## EXERCISE
Could you output every record again, exactly as given?

## Collected data entries
>>>

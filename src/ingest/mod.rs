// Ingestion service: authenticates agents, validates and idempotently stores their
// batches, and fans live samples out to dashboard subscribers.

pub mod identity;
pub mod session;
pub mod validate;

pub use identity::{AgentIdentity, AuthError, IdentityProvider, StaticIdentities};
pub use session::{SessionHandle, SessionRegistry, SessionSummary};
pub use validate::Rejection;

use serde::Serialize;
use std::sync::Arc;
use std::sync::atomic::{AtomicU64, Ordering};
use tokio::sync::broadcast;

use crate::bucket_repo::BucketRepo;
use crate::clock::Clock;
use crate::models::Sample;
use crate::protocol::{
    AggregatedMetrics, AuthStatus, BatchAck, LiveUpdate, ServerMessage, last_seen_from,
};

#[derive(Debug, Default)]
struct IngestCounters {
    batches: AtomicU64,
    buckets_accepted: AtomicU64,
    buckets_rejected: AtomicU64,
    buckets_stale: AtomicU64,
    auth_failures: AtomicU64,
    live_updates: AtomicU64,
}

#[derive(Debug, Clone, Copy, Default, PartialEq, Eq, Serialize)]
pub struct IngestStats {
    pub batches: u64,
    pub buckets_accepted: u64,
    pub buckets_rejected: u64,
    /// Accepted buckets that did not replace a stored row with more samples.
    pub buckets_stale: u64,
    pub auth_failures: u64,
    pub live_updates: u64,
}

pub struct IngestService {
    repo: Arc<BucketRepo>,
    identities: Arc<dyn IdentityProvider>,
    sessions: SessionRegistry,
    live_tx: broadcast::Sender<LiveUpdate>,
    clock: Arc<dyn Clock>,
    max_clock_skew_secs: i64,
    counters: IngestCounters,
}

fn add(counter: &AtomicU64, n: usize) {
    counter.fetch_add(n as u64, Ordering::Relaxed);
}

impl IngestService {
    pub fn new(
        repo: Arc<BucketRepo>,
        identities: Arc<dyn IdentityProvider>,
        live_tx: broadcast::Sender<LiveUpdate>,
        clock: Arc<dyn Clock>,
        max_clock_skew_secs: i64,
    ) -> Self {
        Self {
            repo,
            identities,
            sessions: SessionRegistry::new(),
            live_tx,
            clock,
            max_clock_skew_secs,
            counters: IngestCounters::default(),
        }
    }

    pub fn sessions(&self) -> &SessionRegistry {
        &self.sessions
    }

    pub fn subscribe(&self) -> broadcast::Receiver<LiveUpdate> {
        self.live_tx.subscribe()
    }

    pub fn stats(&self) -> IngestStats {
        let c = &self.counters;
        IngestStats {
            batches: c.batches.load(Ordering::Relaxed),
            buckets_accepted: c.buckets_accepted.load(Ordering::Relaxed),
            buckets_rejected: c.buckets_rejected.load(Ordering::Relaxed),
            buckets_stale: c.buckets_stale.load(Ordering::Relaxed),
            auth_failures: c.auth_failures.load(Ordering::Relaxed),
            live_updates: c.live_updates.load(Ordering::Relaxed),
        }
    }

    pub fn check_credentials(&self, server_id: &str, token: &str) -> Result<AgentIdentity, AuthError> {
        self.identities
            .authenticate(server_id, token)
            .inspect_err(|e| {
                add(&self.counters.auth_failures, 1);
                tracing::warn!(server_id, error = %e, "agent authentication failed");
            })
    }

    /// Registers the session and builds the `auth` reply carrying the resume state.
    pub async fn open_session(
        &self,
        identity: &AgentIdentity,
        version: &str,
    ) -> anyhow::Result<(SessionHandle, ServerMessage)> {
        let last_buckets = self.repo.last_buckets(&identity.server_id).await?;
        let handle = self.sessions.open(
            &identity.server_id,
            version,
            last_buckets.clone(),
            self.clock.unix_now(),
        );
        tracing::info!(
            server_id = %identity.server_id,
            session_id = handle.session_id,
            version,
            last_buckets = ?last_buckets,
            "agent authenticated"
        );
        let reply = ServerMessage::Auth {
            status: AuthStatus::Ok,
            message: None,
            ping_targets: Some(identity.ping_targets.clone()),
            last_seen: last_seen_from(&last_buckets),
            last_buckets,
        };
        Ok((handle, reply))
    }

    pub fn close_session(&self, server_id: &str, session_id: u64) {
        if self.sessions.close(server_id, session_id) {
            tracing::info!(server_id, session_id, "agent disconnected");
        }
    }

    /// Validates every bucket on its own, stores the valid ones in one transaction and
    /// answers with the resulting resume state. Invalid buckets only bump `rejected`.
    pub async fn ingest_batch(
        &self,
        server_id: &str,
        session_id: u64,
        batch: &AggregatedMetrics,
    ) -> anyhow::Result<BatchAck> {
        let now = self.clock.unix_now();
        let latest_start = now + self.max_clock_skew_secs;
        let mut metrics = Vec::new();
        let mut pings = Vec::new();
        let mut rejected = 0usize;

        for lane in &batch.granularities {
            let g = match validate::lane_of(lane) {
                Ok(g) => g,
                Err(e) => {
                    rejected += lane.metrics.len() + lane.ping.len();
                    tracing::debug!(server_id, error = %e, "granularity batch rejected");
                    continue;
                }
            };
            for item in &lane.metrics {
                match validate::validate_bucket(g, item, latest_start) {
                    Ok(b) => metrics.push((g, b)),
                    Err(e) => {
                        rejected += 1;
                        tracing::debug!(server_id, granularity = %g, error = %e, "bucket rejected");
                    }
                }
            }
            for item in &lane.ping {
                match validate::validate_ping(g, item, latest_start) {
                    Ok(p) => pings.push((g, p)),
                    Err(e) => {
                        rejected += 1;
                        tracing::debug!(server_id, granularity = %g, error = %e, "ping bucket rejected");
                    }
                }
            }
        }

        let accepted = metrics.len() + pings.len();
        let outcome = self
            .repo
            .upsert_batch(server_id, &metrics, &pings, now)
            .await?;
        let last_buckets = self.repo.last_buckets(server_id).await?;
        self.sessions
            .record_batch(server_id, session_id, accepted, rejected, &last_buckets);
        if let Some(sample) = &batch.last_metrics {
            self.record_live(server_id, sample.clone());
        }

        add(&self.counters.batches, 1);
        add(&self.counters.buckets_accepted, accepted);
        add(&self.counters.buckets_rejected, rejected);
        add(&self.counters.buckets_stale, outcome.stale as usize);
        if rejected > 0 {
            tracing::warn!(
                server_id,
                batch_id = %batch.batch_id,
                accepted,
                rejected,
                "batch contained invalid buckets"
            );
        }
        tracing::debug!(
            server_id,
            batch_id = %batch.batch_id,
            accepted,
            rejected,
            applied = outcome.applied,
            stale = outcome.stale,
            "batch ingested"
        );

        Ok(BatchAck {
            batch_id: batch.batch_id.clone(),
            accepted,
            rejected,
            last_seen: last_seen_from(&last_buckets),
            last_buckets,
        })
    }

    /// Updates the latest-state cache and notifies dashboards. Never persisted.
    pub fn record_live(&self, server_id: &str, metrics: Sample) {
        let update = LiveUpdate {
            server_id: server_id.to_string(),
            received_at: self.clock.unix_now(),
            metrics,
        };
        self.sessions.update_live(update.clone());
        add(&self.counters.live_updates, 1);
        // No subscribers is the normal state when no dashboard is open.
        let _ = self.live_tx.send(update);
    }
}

<<<

## WRITTEN REPLY
filename src/ingest/mod.rs
// Ingestion service: authenticates agents, validates and idempotently stores their
// batches, and fans live samples out to dashboard subscribers.

pub mod identity;
pub mod session;
pub mod validate;

pub use identity::{AgentIdentity, AuthError, IdentityProvider, StaticIdentities};
pub use session::{SessionHandle, SessionRegistry, SessionSummary};
pub use validate::Rejection;

use serde::Serialize;
use std::sync::Arc;
use std::sync::atomic::{AtomicU64, Ordering};
use tokio::sync::broadcast;

use crate::bucket_repo::BucketRepo;
use crate::clock::Clock;
use crate::models::Sample;
use crate::protocol::{
    AggregatedMetrics, AuthStatus, BatchAck, LiveUpdate, ServerMessage, last_seen_from,
};

#[derive(Debug, Default)]
struct IngestCounters {
    batches: AtomicU64,
    buckets_accepted: AtomicU64,
    buckets_rejected: AtomicU64,
    buckets_stale: AtomicU64,
    auth_failures: AtomicU64,
    live_updates: AtomicU64,
}

#[derive(Debug, Clone, Copy, Default, PartialEq, Eq, Serialize)]
pub struct IngestStats {
    pub batches: u64,
    pub buckets_accepted: u64,
    pub buckets_rejected: u64,
    /// Accepted buckets that did not replace a stored row with more samples.
    pub buckets_stale: u64,
    pub auth_failures: u64,
    pub live_updates: u64,
}

pub struct IngestService {
    repo: Arc<BucketRepo>,
    identities: Arc<dyn IdentityProvider>,
    sessions: SessionRegistry,
    live_tx: broadcast::Sender<LiveUpdate>,
    clock: Arc<dyn Clock>,
    max_clock_skew_secs: i64,
    counters: IngestCounters,
}

fn add(counter: &AtomicU64, n: usize) {
    counter.fetch_add(n as u64, Ordering::Relaxed);
}

impl IngestService {
    pub fn new(
        repo: Arc<BucketRepo>,
        identities: Arc<dyn IdentityProvider>,
        live_tx: broadcast::Sender<LiveUpdate>,
        clock: Arc<dyn Clock>,
        max_clock_skew_secs: i64,
    ) -> Self {
        Self {
            repo,
            identities,
            sessions: SessionRegistry::new(),
            live_tx,
            clock,
            max_clock_skew_secs,
            counters: IngestCounters::default(),
        }
    }

    pub fn sessions(&self) -> &SessionRegistry {
        &self.sessions
    }

    pub fn subscribe(&self) -> broadcast::Receiver<LiveUpdate> {
        self.live_tx.subscribe()
    }

    pub fn stats(&self) -> IngestStats {
        let c = &self.counters;
        IngestStats {
            batches: c.batches.load(Ordering::Relaxed),
            buckets_accepted: c.buckets_accepted.load(Ordering::Relaxed),
            buckets_rejected: c.buckets_rejected.load(Ordering::Relaxed),
            buckets_stale: c.buckets_stale.load(Ordering::Relaxed),
            auth_failures: c.auth_failures.load(Ordering::Relaxed),
            live_updates: c.live_updates.load(Ordering::Relaxed),
        }
    }

    pub fn check_credentials(&self, server_id: &str, token: &str) -> Result<AgentIdentity, AuthError> {
        self.identities
            .authenticate(server_id, token)
            .inspect_err(|e| {
                add(&self.counters.auth_failures, 1);
                tracing::warn!(server_id, error = %e, "agent authentication failed");
            })
    }

    /// Registers the session and builds the `auth` reply carrying the resume state.
    pub async fn open_session(
        &self,
        identity: &AgentIdentity,
        version: &str,
    ) -> anyhow::Result<(SessionHandle, ServerMessage)> {
        let last_buckets = self.repo.last_buckets(&identity.server_id).await?;
        let handle = self.sessions.open(
            &identity.server_id,
            version,
            last_buckets.clone(),
            self.clock.unix_now(),
        );
        tracing::info!(
            server_id = %identity.server_id,
            session_id = handle.session_id,
            version,
            last_buckets = ?last_buckets,
            "agent authenticated"
        );
        let reply = ServerMessage::Auth {
            status: AuthStatus::Ok,
            message: None,
            ping_targets: Some(identity.ping_targets.clone()),
            last_seen: last_seen_from(&last_buckets),
            last_buckets,
        };
        Ok((handle, reply))
    }

    pub fn close_session(&self, server_id: &str, session_id: u64) {
        if self.sessions.close(server_id, session_id) {
            tracing::info!(server_id, session_id, "agent disconnected");
        }
    }

    /// Validates every bucket on its own, stores the valid ones in one transaction and
    /// answers with the resulting resume state. Invalid buckets only bump `rejected`.
    pub async fn ingest_batch(
        &self,
        server_id: &str,
        session_id: u64,
        batch: &AggregatedMetrics,
    ) -> anyhow::Result<BatchAck> {
        let now = self.clock.unix_now();
        let latest_start = now + self.max_clock_skew_secs;
        let mut metrics = Vec::new();
        let mut pings = Vec::new();
        let mut rejected = 0usize;

        for lane in &batch.granularities {
            let g = match validate::lane_of(lane) {
                Ok(g) => g,
                Err(e) => {
                    rejected += lane.metrics.len() + lane.ping.len();
                    tracing::debug!(server_id, error = %e, "granularity batch rejected");
                    continue;
                }
            };
            for item in &lane.metrics {
                match validate::validate_bucket(g, item, latest_start) {
                    Ok(b) => metrics.push((g, b)),
                    Err(e) => {
                        rejected += 1;
                        tracing::debug!(server_id, granularity = %g, error = %e, "bucket rejected");
                    }
                }
            }
            for item in &lane.ping {
                match validate::validate_ping(g, item, latest_start) {
                    Ok(p) => pings.push((g, p)),
                    Err(e) => {
                        rejected += 1;
                        tracing::debug!(server_id, granularity = %g, error = %e, "ping bucket rejected");
                    }
                }
            }
        }

        let accepted = metrics.len() + pings.len();
        let outcome = self
            .repo
            .upsert_batch(server_id, &metrics, &pings, now)
            .await?;
        let last_buckets = self.repo.last_buckets(server_id).await?;
        self.sessions
            .record_batch(server_id, session_id, accepted, rejected, &last_buckets);
        if let Some(sample) = &batch.last_metrics {
            self.record_live(server_id, sample.clone());
        }

        add(&self.counters.batches, 1);
        add(&self.counters.buckets_accepted, accepted);
        add(&self.counters.buckets_rejected, rejected);
        add(&self.counters.buckets_stale, outcome.stale as usize);
        if rejected > 0 {
            tracing::warn!(
                server_id,
                batch_id = %batch.batch_id,
                accepted,
                rejected,
                "batch contained invalid buckets"
            );
        }
        tracing::debug!(
            server_id,
            batch_id = %batch.batch_id,
            accepted,
            rejected,
            applied = outcome.applied,
            stale = outcome.stale,
            "batch ingested"
        );

        Ok(BatchAck {
            batch_id: batch.batch_id.clone(),
            accepted,
            rejected,
            last_seen: last_seen_from(&last_buckets),
            last_buckets,
        })
    }

    /// Updates the latest-state cache and notifies dashboards. Never persisted.
    pub fn record_live(&self, server_id: &str, metrics: Sample) {
        let update = LiveUpdate {
            server_id: server_id.to_string(),
            received_at: self.clock.unix_now(),
            metrics,
        };
        self.sessions.update_live(update.clone());
        add(&self.counters.live_updates, 1);
        // No subscribers is the normal state when no dashboard is open.
        let _ = self.live_tx.send(update);
    }
}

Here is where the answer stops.